» Assignment:
In the data below, the answer is the run of lines from the line containing "Ok(version)" through the line containing "fn ensure(&self, needed: usize)", both included; print it exactly and nothing else.
==== Source records ====
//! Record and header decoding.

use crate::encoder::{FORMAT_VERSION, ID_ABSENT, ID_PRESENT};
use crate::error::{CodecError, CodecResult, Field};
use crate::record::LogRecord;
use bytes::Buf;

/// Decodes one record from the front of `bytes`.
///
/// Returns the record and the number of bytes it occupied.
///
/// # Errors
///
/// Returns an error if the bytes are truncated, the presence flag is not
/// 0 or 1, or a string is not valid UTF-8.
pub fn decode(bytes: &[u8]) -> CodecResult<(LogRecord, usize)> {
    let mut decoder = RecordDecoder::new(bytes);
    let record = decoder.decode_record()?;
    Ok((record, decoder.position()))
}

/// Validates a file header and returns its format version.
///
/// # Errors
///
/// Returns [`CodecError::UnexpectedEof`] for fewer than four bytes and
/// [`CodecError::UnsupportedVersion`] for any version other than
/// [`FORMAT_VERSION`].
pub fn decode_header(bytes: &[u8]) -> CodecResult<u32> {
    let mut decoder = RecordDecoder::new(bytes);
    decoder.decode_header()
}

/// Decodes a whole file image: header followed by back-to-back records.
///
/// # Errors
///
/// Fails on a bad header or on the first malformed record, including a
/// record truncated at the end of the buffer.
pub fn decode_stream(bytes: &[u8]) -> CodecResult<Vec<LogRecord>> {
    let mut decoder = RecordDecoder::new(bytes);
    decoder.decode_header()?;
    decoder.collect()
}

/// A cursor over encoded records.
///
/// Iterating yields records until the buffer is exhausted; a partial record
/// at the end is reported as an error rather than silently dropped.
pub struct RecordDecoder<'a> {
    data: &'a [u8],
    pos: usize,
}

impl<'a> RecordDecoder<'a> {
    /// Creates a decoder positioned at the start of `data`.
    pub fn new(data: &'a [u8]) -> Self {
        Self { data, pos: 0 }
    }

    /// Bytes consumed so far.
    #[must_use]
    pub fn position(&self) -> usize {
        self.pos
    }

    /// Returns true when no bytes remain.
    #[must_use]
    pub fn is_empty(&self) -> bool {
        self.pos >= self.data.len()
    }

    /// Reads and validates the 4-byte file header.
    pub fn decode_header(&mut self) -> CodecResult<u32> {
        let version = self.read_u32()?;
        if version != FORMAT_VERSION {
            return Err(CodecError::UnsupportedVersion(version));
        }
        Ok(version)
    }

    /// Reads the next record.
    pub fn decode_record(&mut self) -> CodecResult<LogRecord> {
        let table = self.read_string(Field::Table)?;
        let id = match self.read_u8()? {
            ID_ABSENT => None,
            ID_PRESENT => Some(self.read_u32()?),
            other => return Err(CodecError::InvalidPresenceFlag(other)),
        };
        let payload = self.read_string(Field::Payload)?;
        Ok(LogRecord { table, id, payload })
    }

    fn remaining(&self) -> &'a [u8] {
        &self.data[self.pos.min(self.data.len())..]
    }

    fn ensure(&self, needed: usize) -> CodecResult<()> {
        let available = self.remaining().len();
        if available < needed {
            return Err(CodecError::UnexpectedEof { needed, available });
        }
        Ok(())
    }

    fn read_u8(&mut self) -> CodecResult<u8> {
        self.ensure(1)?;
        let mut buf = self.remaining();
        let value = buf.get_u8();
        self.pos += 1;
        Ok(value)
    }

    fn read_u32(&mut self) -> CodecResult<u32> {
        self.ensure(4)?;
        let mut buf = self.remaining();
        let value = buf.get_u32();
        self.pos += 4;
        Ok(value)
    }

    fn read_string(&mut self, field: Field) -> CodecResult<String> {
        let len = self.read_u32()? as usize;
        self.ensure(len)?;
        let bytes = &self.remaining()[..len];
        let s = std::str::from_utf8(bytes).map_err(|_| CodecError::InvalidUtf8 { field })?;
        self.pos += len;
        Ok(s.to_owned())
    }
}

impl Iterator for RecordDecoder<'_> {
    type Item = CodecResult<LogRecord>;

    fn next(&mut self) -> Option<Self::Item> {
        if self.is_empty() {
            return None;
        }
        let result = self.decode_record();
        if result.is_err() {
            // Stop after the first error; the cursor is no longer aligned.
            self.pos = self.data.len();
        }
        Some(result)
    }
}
====
» Answer box:
        Ok(version)
    }

    /// Reads the next record.
    pub fn decode_record(&mut self) -> CodecResult<LogRecord> {
        let table = self.read_string(Field::Table)?;
        let id = match self.read_u8()? {
            ID_ABSENT => None,
            ID_PRESENT => Some(self.read_u32()?),
            other => return Err(CodecError::InvalidPresenceFlag(other)),
        };
        let payload = self.read_string(Field::Payload)?;
        Ok(LogRecord { table, id, payload })
    }

    fn remaining(&self) -> &'a [u8] {
        &self.data[self.pos.min(self.data.len())..]
    }

    fn ensure(&self, needed: usize) -> CodecResult<()> {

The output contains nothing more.